The Architecture Foundation Presents: Making Spaces

  • thumbnail_We Made That_150_Hackney Wick Fish Island CEZ_engagement_0230_med

    Hackney Wick/Fish Island Creative Enterprise Zone engagement event, We Made That, 2018.

  • House for Artists

    APPARATA: House For Artists. Credit: Johan Dehlin.

Past Event


This event was on Thur 7 April, 7pm

Access Information

Talk

How are architects creating new spaces for artistic practices in an urban landscape reshaped by the pandemic? What forms of innovative and equitable design might support artists? Holly Lewis, co-founder of the studio We Made That, leads a conversation exploring fresh possibilities for culture in our cities. She will be joined by Astrid Smitham, co-founder of APPARATA, and Yves Blais from Creative Land Trust. 

Coinciding with the exhibition A Century of the Artist’s Studio, the Architecture Foundation is developing a series of live conversations with architects and designers exploring the rich typology of the artist’s studio and the challenges of delivering studio provision today, which can be watched here.

In association with The Architecture Foundation. 
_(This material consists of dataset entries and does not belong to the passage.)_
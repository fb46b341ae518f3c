use super::LocalCounterCache;
use crate::config::AccessGuardConfig;
use crate::error::Result;
use crate::kv::keys::access_key;
use std::sync::Arc;
use std::time::Duration;
use tracing::warn;

#[derive(Debug, Clone, Copy, PartialEq, Eq)]
pub enum AccessDecision {
    Allowed,
    /// The actor just reached the warning count in this window
    Warn,
    /// The actor went past the ban count in this window
    Ban,
}

impl AccessDecision {
    pub fn as_str(&self) -> &'static str {
        match self {
            AccessDecision::Allowed => "allowed",
            AccessDecision::Warn => "warn",
            AccessDecision::Ban => "ban",
        }
    }
}

/// Per-actor access counting on top of the local counter cache
pub struct AccessGuard {
    cache: Arc<LocalCounterCache>,
    config: AccessGuardConfig,
}

impl AccessGuard {
    pub fn new(cache: Arc<LocalCounterCache>, config: AccessGuardConfig) -> Self {
        Self { cache, config }
    }

    pub async fn check(&self, actor_id: i64) -> Result<AccessDecision> {
        if !self.config.enabled {
            return Ok(AccessDecision::Allowed);
        }

        let window = Duration::from_secs(self.config.window_secs);
        let count = self
            .cache
            .increment_with(&access_key(actor_id), window, window)
            .await?;

        let decision = if count > self.config.ban_count {
            AccessDecision::Ban
        } else if count == self.config.warn_count {
            AccessDecision::Warn
        } else {
            AccessDecision::Allowed
        };

        match decision {
            AccessDecision::Ban => warn!("Actor {} exceeded {} accesses, banned", actor_id, self.config.ban_count),
            AccessDecision::Warn => warn!("Actor {} reached {} accesses", actor_id, count),
            AccessDecision::Allowed => {}
        }
        crate::metrics::record_access_decision(decision.as_str());
        Ok(decision)
    }
}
This event is part of our season Ways of Knowing: Work/Process.

 

About Holly Lewis / We Made That

Holly co-founded We Made That in 2006 – a practice of architects, urban designers and researchers. She cares deeply about locally-informed and impact-driven outcomes. She is a registered architect and affiliate member of the Landscape Institute. She has led a unique range of urban projects for the practice, from London-wide mapping of artists’ workspace through to delivery of culture-led regeneration projects. Holly advocates for community involvement within the design process, empowering women in the built environment and equitable city-making. 

About Astrid Smitham / APPARATA

Astrid Smitham is an architect, and the co-founder of East London practice APPARATA. Much of her work has been focused on both the provision of carefully considered community spaces in contexts that lack social cultural infrastructure, and creating places of creative work in a city where such places have become increasingly rare. Often these concerns are within the same project, with a focus on making the needs of the existing local community central, whilst working in conversation with artists to make spaces that work for them and the various aspects of their lives. The work looks for ways to design spaces where the people and communities that will occupy them have agency, and as such where the spaces are open and adaptable to the unknown.
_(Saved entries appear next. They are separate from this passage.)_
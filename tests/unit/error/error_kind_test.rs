// Error classification tests

use likebridge::error::{ErrorKind, LikeBridgeError};

#[cfg(test)]
mod error_kind_tests {
    use super::*;

    #[test]
    fn test_kinds() {
        assert_eq!(
            LikeBridgeError::InvalidParameter("actor".into()).kind(),
            ErrorKind::Parameter
        );
        assert_eq!(LikeBridgeError::Conflict("dup".into()).kind(), ErrorKind::Conflict);
        assert_eq!(LikeBridgeError::SystemBusy("lock".into()).kind(), ErrorKind::Transient);
        assert_eq!(LikeBridgeError::Database("down".into()).kind(), ErrorKind::Transient);
        assert_eq!(LikeBridgeError::Delivery("lost".into()).kind(), ErrorKind::Delivery);
        assert_eq!(LikeBridgeError::Validation("bad".into()).kind(), ErrorKind::Fatal);
        assert_eq!(LikeBridgeError::MalformedEvent("json".into()).kind(), ErrorKind::Fatal);
    }

    #[test]
    fn test_is_conflict() {
        assert!(LikeBridgeError::Conflict("actor 1 has already liked subject 2".into()).is_conflict());
        assert!(!LikeBridgeError::SystemBusy("lock".into()).is_conflict());
    }

    #[test]
    fn test_display() {
        let err = LikeBridgeError::Conflict("actor 1 has already liked subject 2".into());
        assert_eq!(
            err.to_string(),
            "Duplicate operation: actor 1 has already liked subject 2"
        );
    }
}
The studio has recently completed A House for Artists, a new form of low rent co-housing combined with a community arts centre in Barking, London. APPARATA’s proposal is a new spatial model of housing, that provides shared spaces throughout with the aim of helping foster social relations inside and around the building. It is one of the Observer’s best 5 buildings of 2021, and has been covered in the Guardian, and The RIBA Journal amongst other places.

About Yves Blais / Creative Land Trust

Yves Blais is Operations Manager at Creative Land Trust. He manages the property portfolio and is currently leading the tender process and overseeing the fit out of 33,000 sf of affordable workspace in LB Hackney, as well as a further 7,000 sf in LB Newham. Yves has worked with Creative Land Trust since its inception and throughout his career, has worked with arts organisations in production, curatorial and brokerage roles. He is a Trustee at Forma Arts & Media and director at The Other MA.

Creative Land Trust was founded to tackle a long-standing problem for London, and indeed other global cities. The loss of affordable workspace, and consequent outflow of artists and makers, presents a serious threat to the wellbeing and prosperity of a city so reliant on creativity for its success.  As a charity, Creative Land Trust seeks to build a new financial and operating model to secure workspace that would otherwise be unattainable.

About The Architecture Foundation

The Architecture Foundation leads the conversation on the development of London and contributes to a global discourse about the architect’s changing role and responsibilities.  We pursue this mission through the delivery of an accessible public programme that makes space for emerging architects, groups historically underrepresented in the profession, and representatives of a wide range of related disciplines.  Exploring the architect’s capacity to combat climate change and systemic social inequalities represent central concerns of the programme.